TRAVERSE CITY — Traverse Connect’s annual Economic Outlook Summit and Business Expo, like so many other business events, this year converted to virtual format.

Instead of gathering hundreds of people at the Grand Traverse Resort as in previous years, the event was shared with attendees Tuesday via the internet.

Speakers broadcast a belief that the U.S. in general — and northwest Lower Michigan in particular — gradually will pull out of the current economic doldrums.

“We have a lot of great relationships in this town,” said Todd Klepper, part owner and general manager of the Filling Station Microbrewery. “And I think this summer proved that, even with a global pandemic happening, Traverse City is a place that people want to come to. And so I think the future is bright in terms of continuing to have visitors and, hopefully, people wanting to work and live here.

“One of the crucial things moving forward will continue to be recruitment and doing everything we can to promote affordable workforce housing and better transportation. As a restaurant community, one of the biggest challenges of this entire experience has been lack of folks that are ready and willing to work.”

Businesses of all types this year have adapted to changes in regulation and customer attitudes.

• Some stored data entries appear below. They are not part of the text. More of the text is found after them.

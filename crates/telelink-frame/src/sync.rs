use std::time::Instant;

use telelink_transport::{ByteSource, TransportError};

use crate::codec::{xor_checksum, ValidPayload, PAYLOAD_LEN, SOF1, SOF2};
use crate::error::{FrameError, Result};
use crate::stats::FrameStats;

/// Bytes examined per attempt before giving control back to the caller.
pub const SCAN_LIMIT: usize = 64;

/// Extracts validated payloads from a noisy byte stream.
///
/// Bytes that do not start a frame are skipped silently. A length or
/// checksum fault discards the frame and scanning resumes from the next
/// unread byte; nothing is retried. Every attempt updates [`FrameStats`].
pub struct FrameSynchronizer<S> {
    source: S,
    stats: FrameStats,
    /// A `SOF1` was consumed but its `SOF2` has not been read yet.
    pending_sof: bool,
}

impl<S: ByteSource> FrameSynchronizer<S> {
    /// Create a synchronizer over a byte source.
    pub fn new(source: S) -> Self {
        Self {
            source,
            stats: FrameStats::default(),
            pending_sof: false,
        }
    }

    /// Attempt to read the next frame.
    ///
    /// Returns `Err(FrameError::Timeout)` when the link is quiet between
    /// frames, `Err(FrameError::NoSync)` after [`SCAN_LIMIT`] bytes without a
    /// start marker, and `Err(FrameError::Closed)` at end of stream.
    pub fn next_payload(&mut self) -> Result<ValidPayload> {
        let result = self.read_frame();
        match &result {
            Ok(_) => self.stats.record_valid(Instant::now()),
            Err(err) => {
                if !matches!(
                    err,
                    FrameError::Timeout | FrameError::Closed | FrameError::NoSync { .. }
                ) {
                    tracing::debug!(error = %err, "frame dropped");
                }
                self.stats.record_error(err);
            }
        }
        result
    }

    /// Counters accumulated since construction or the last reset.
    pub fn stats(&self) -> &FrameStats {
        &self.stats
    }

    /// Count a validated payload the decoder rejected.
    pub fn record_decode_failure(&mut self) {
        self.stats.record_decode_failure();
    }

    /// Start a fresh session's counters.
    pub fn reset_stats(&mut self) {
        self.stats = FrameStats::default();
    }

    /// Borrow the underlying source.
    pub fn get_ref(&self) -> &S {
        &self.source
    }

    /// Mutably borrow the underlying source.
    pub fn get_mut(&mut self) -> &mut S {
        &mut self.source
    }

    /// Consume the synchronizer and return the inner source.
    pub fn into_inner(self) -> S {
        self.source
    }

    /// Release the underlying source.
    pub fn close(&mut self) -> Result<()> {
        self.source.close().map_err(FrameError::from)
    }

    fn read_frame(&mut self) -> Result<ValidPayload> {
        self.scan_for_start()?;

        let declared = self.read_in_frame(1)?[0];
        if usize::from(declared) != PAYLOAD_LEN {
            return Err(FrameError::BadLength { found: declared });
        }

        let body = self.read_in_frame(PAYLOAD_LEN)?;
        let mut payload = [0u8; PAYLOAD_LEN];
        payload.copy_from_slice(&body);

        let expected = self.read_in_frame(1)?[0];
        let computed = xor_checksum(&payload);
        if expected != computed {
            return Err(FrameError::ChecksumMismatch { expected, computed });
        }

        Ok(ValidPayload::new(payload))
    }

    /// Consume bytes until `SOF1 SOF2` has been read, or give up after
    /// [`SCAN_LIMIT`] bytes. A pending `SOF1` carries over to the next attempt.
    fn scan_for_start(&mut self) -> Result<()> {
        let mut scanned = 0usize;
        loop {
            if scanned >= SCAN_LIMIT {
                return Err(FrameError::NoSync { scanned });
            }
            if !self.pending_sof {
                let byte = self.read_byte()?;
                scanned += 1;
                if byte != SOF1 {
                    self.stats.bytes_discarded += 1;
                    continue;
                }
                self.pending_sof = true;
                continue;
            }

            // A timeout here keeps `pending_sof` so the marker survives a quiet gap.
            let byte = self.read_byte()?;
            scanned += 1;
            if byte == SOF2 {
                self.pending_sof = false;
                return Ok(());
            }

            self.stats.bytes_discarded += 1;
            // `AA AA 55`: the second `AA` may be the real start.
            self.pending_sof = byte == SOF1;
            if !self.pending_sof {
                self.stats.bytes_discarded += 1;
            }
        }
    }

    fn read_byte(&mut self) -> Result<u8> {
        let bytes = self.source.read(1)?;
        bytes.first().copied().ok_or(FrameError::Timeout)
    }

    /// Read exactly `n` bytes after the start marker; anything less is a short read.
    fn read_in_frame(&mut self, n: usize) -> Result<Vec<u8>> {
        let mut out = Vec::with_capacity(n);
        while out.len() < n {
            match self.source.read(n - out.len()) {
                Ok(chunk) if chunk.is_empty() => break,
                Ok(chunk) => out.extend_from_slice(&chunk),
                Err(TransportError::Timeout | TransportError::Closed) => break,
                Err(err) => return Err(FrameError::Transport(err)),
            }
        }
        if out.len() < n {
            return Err(FrameError::ShortRead {
                expected: n,
                got: out.len(),
            });
        }
        Ok(out)
    }
}

impl<S> std::fmt::Debug for FrameSynchronizer<S> {
    fn fmt(&self, f: &mut std::fmt::Formatter<'_>) -> std::fmt::Result {
        f.debug_struct("FrameSynchronizer")
            .field("stats", &self.stats)
            .field("pending_sof", &self.pending_sof)
            .finish()
    }
}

“The COVID-19 pandemic has been incredibly tough on our community and our nation, and especially difficult for our small businesses,” said Traverse Connect President and CEO Warren Call. “Business leaders have changed they way they operate in order to overcome the many challenges we have faced and continue to face every day.”

Jeff Korzenik, chief investment strategist for Fifth Third Bank, was Economic Outlook Summit keynote speaker in both 2019 and 2020.

Last year, he spoke about companies struggling with an insufficient workforce and how they potentially could tap reformed drug abusers and convicted felons to fill empty slots in the workforce. Korzenik this year focused on how the pandemic interrupted the economy and blasted millions of workers out of their jobs, at least temporarily.

Most economic downturns start with an economic imbalance, he said, which causes a “slow, grinding downturn — and then a long period of repair, recovery, and then eventual expansion.”

“Here’s the way it typically works,” he said. “Stock prices recover before earnings recover. Earnings recover before GDP fully recovers. And GDP fully recovers before employment fully recovers. So the new highs the market is making today, or at least this week, at least in part reflect the wealth of good news that we can expect down the pike.”

Massive injections of federal government stimulus have helped, said Korzenik.

“For business owners, it’s cold comfort to say ‘It could have been worse.’ But these interventions mattered. Even workers who did suffer from layoffs had extended unemployment benefits that helped preserve consumption in the economy.”

“It’s a good thing that we’ve been able to contain this, even at the cost of the looming federal budget deficit,” he said.

“We should be setting up for a multi-year period of growth — that would be the baseline expectation. But, of course, the issue that caused this downturn in the first place — the pandemic — has not gone away.”

But despite rising COVID-19 hospitalizations, Korzenik doesn’t think the nation is at risk of a double-dip recession, and believes the economy will grow at a slow and perhaps choppy pace over the next few years.